Just two months later, Tusk convened a summit in Bratislava, issuing a darkly-worded invitation letter that many leaders regarded as too bleak. As a result, according to the Commission, “some leaders” asked Juncker to table a list of initiatives and deadlines for achieving them — a point that Selmayr wasn’t shy to make to a group of top aides to EU leaders in September last year, happily complying with the request in an e-mail the night before the summit with his own set of proposals.
The State of the Union speech has since been used by Selmayr as a sort of battering ram for the Commission to press forward on any of the long list of policy goals that Juncker laid out.
Piotr Serafin, in 2012 in Brussels, when he was Polish Secretary of State at the Ministry of Foreign Affairs | Olivier Hoslet/EPA
The slew of Commission proposals aiming to revamp the eurozone’s overall economic and monetary system unveiled on Wednesday was a classic example.

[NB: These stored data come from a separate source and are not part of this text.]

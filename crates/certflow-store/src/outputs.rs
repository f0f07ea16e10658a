use futures::future::BoxFuture;
use rusqlite::{params, Connection, OptionalExtension, Row};

use certflow_core::error::{CertflowError, Result};
use certflow_core::traits::{AccessRepository, CertificateRepository, WorkflowOutputRepository};
use certflow_core::types::{Access, Certificate, CertificateSource, WorkflowOutput};

use crate::store::{db_err, parse_opt_ts, parse_ts, ts, SqliteStore};

const OUTPUT_COLUMNS: &str =
    "id, workflow_id, run_id, node_id, node_config, outputs, succeeded, skipped, created_at";

fn read_output(row: &Row<'_>) -> rusqlite::Result<(WorkflowOutput, String, String)> {
    let node_config: String = row.get(4)?;
    let outputs: String = row.get(5)?;
    let created_at: String = row.get(8)?;
    Ok((
        WorkflowOutput {
            id: row.get(0)?,
            workflow_id: row.get(1)?,
            run_id: row.get(2)?,
            node_id: row.get(3)?,
            node_config: serde_json::Value::Null,
            outputs: vec![],
            succeeded: row.get(6)?,
            skipped: row.get(7)?,
            created_at: parse_ts(&created_at),
        },
        node_config,
        outputs,
    ))
}

fn finish_output(
    (mut output, node_config, outputs): (WorkflowOutput, String, String),
) -> Result<WorkflowOutput> {
    output.node_config = serde_json::from_str(&node_config)?;
    output.outputs = serde_json::from_str(&outputs)?;
    Ok(output)
}

fn insert_output(conn: &Connection, output: &WorkflowOutput) -> Result<()> {
    conn.execute(
        &format!(
            "INSERT OR REPLACE INTO workflow_outputs ({OUTPUT_COLUMNS})
             VALUES (?1, ?2, ?3, ?4, ?5, ?6, ?7, ?8, ?9)"
        ),
        params![
            output.id,
            output.workflow_id,
            output.run_id,
            output.node_id,
            serde_json::to_string(&output.node_config)?,
            serde_json::to_string(&output.outputs)?,
            output.succeeded,
            output.skipped,
            ts(&output.created_at)
        ],
    )
    .map_err(db_err)?;
    Ok(())
}

fn insert_certificate(conn: &Connection, c: &Certificate) -> Result<()> {
    conn.execute(
        &format!(
            "INSERT INTO certificates ({CERT_COLUMNS}) VALUES (?1, ?2, ?3, ?4, ?5, ?6, ?7, ?8, \
             ?9, ?10, ?11, ?12, ?13, ?14, ?15, ?16, ?17, ?18)"
        ),
        params![
            c.id,
            c.source.as_str(),
            serde_json::to_string(&c.subject_alt_names)?,
            c.certificate,
            c.issuer_certificate,
            c.private_key,
            c.key_algorithm,
            c.serial_number,
            c.issuer_org,
            c.valid_from.as_ref().map(ts),
            c.valid_to.as_ref().map(ts),
            c.acme_account_url,
            c.acme_certificate_url,
            c.renewed_from_id,
            c.workflow_id,
            c.workflow_run_id,
            c.workflow_node_id,
            ts(&c.created_at)
        ],
    )
    .map_err(db_err)?;
    Ok(())
}

impl WorkflowOutputRepository for SqliteStore {
    fn get(&self, run_id: &str, node_id: &str) -> BoxFuture<'_, Result<Option<WorkflowOutput>>> {
        let (run_id, node_id) = (run_id.to_string(), node_id.to_string());
        Box::pin(async move {
            let conn = self.lock()?;
            let row = conn
                .query_row(
                    &format!(
                        "SELECT {OUTPUT_COLUMNS} FROM workflow_outputs \
                         WHERE run_id = ?1 AND node_id = ?2"
                    ),
                    params![run_id, node_id],
                    read_output,
                )
                .optional()
                .map_err(db_err)?;
            row.map(finish_output).transpose()
        })
    }

    fn get_latest_terminal(
        &self,
        workflow_id: &str,
        node_id: &str,
    ) -> BoxFuture<'_, Result<Option<WorkflowOutput>>> {
        let (workflow_id, node_id) = (workflow_id.to_string(), node_id.to_string());
        Box::pin(async move {
            let conn = self.lock()?;
            let row = conn
                .query_row(
                    &format!(
                        "SELECT {OUTPUT_COLUMNS} FROM workflow_outputs
                         WHERE workflow_id = ?1 AND node_id = ?2 AND skipped = 0
                         ORDER BY created_at DESC, rowid DESC
                         LIMIT 1"
                    ),
                    params![workflow_id, node_id],
                    read_output,
                )
                .optional()
                .map_err(db_err)?;
            row.map(finish_output).transpose()
        })
    }

    fn save(&self, output: &WorkflowOutput) -> BoxFuture<'_, Result<()>> {
        let output = output.clone();
        Box::pin(async move {
            let conn = self.lock()?;
            insert_output(&conn, &output)
        })
    }

    fn save_with_certificate(
        &self,
        output: &WorkflowOutput,
        certificate: &Certificate,
    ) -> BoxFuture<'_, Result<()>> {
        let output = output.clone();
        let certificate = certificate.clone();
        Box::pin(async move {
            let mut conn = self.lock()?;
            let tx = conn.transaction().map_err(db_err)?;
            insert_certificate(&tx, &certificate)?;
            insert_output(&tx, &output)?;
            tx.commit().map_err(db_err)?;
            Ok(())
        })
    }
}

const CERT_COLUMNS: &str = "id, source, subject_alt_names, certificate, issuer_certificate, \
    private_key, key_algorithm, serial_number, issuer_org, valid_from, valid_to, \
    acme_account_url, acme_certificate_url, renewed_from_id, workflow_id, workflow_run_id, \
    workflow_node_id, created_at";

struct CertRow {
    cert: Certificate,
    sans: String,
    source: String,
}

fn read_certificate(row: &Row<'_>) -> rusqlite::Result<CertRow> {
    let created_at: String = row.get(17)?;
    Ok(CertRow {
        source: row.get(1)?,
        sans: row.get(2)?,
        cert: Certificate {
            id: row.get(0)?,
            source: CertificateSource::Request,
            subject_alt_names: vec![],
            certificate: row.get(3)?,
            issuer_certificate: row.get(4)?,
            private_key: row.get(5)?,
            key_algorithm: row.get(6)?,
            serial_number: row.get(7)?,
            issuer_org: row.get(8)?,
            valid_from: parse_opt_ts(row.get(9)?),
            valid_to: parse_opt_ts(row.get(10)?),
            acme_account_url: row.get(11)?,
            acme_certificate_url: row.get(12)?,
            renewed_from_id: row.get(13)?,
            workflow_id: row.get(14)?,
            workflow_run_id: row.get(15)?,
            workflow_node_id: row.get(16)?,
            created_at: parse_ts(&created_at),
        },
    })
}

fn finish_certificate(row: CertRow) -> Result<Certificate> {
    let mut cert = row.cert;
    cert.source = CertificateSource::parse(&row.source)
        .ok_or_else(|| {
            CertflowError::Database(format!("unknown certificate source '{}'", row.source))
        })?;
    cert.subject_alt_names = serde_json::from_str(&row.sans)?;
    Ok(cert)
}

impl CertificateRepository for SqliteStore {
    fn get(&self, id: &str) -> BoxFuture<'_, Result<Certificate>> {
        let id = id.to_string();
        Box::pin(async move {
            let conn = self.lock()?;
            let row = conn
                .query_row(
                    &format!("SELECT {CERT_COLUMNS} FROM certificates WHERE id = ?1"),
                    params![id],
                    read_certificate,
                )
                .optional()
                .map_err(db_err)?
                .ok_or_else(|| CertflowError::NotFound(format!("certificate '{id}'")))?;
            finish_certificate(row)
        })
    }

    fn get_latest_by_workflow_node(
        &self,
        workflow_id: &str,
        node_id: &str,
    ) -> BoxFuture<'_, Result<Option<Certificate>>> {
        let (workflow_id, node_id) = (workflow_id.to_string(), node_id.to_string());
        Box::pin(async move {
            let conn = self.lock()?;
            let row = conn
                .query_row(
                    &format!(
                        "SELECT {CERT_COLUMNS} FROM certificates
                         WHERE workflow_id = ?1 AND workflow_node_id = ?2
                         ORDER BY created_at DESC, rowid DESC
                         LIMIT 1"
                    ),
                    params![workflow_id, node_id],
                    read_certificate,
                )
                .optional()
                .map_err(db_err)?;
            row.map(finish_certificate).transpose()
        })
    }

    fn save(&self, certificate: &Certificate) -> BoxFuture<'_, Result<()>> {
        let certificate = certificate.clone();
        Box::pin(async move {
            let conn = self.lock()?;
            insert_certificate(&conn, &certificate)
        })
    }
}

impl AccessRepository for SqliteStore {
    fn get(&self, id: &str) -> BoxFuture<'_, Result<Access>> {
        let id = id.to_string();
        Box::pin(async move {
            let conn = self.lock()?;
            let row = conn
                .query_row(
                    "SELECT id, name, provider, config FROM accesses WHERE id = ?1",
                    params![id],
                    |row| {
                        Ok((
                            row.get::<_, String>(0)?,
                            row.get::<_, String>(1)?,
                            row.get::<_, String>(2)?,
                            row.get::<_, String>(3)?,
                        ))
                    },
                )
                .optional()
                .map_err(db_err)?
                .ok_or_else(|| CertflowError::NotFound(format!("access '{id}'")))?;
            let (id, name, provider, config) = row;
            Ok(Access {
                id,
                name,
                provider,
                config: serde_json::from_str(&config)?,
            })
        })
    }

    fn save(&self, access: &Access) -> BoxFuture<'_, Result<()>> {
        let access = access.clone();
        Box::pin(async move {
            let config = serde_json::to_string(&access.config)?;
            let conn = self.lock()?;
            conn.execute(
                "INSERT OR REPLACE INTO accesses (id, name, provider, config)
                 VALUES (?1, ?2, ?3, ?4)",
                params![access.id, access.name, access.provider, config],
            )
            .map_err(db_err)?;
            Ok(())
        })
    }
}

Under the plans, the eurozone’s bailout arm would become a European Monetary Fund and there would be a eurozone economy and finance minister who would simultaneously serve as a Commission vice president and chair the Eurogroup of eurozone finance ministers.
The Commission pushed forward despite clear signals that eurozone leaders did not have the appetite for drastic action. In a statement on the package Wednesday, Juncker showed no sign of apprehension. “After years of crises, it’s now time to take Europe’s future into our own hands,” he said.
What he meant was: it’s time to take Europe’s future into my hands. And the Council was not about to let that happen. Maneuvering to get ahead of the Commission’s formal announcement, the Council released a draft document prepared by Tusk in advance of a eurozone leaders’ summit, in which he made a case for a much narrower set of goals.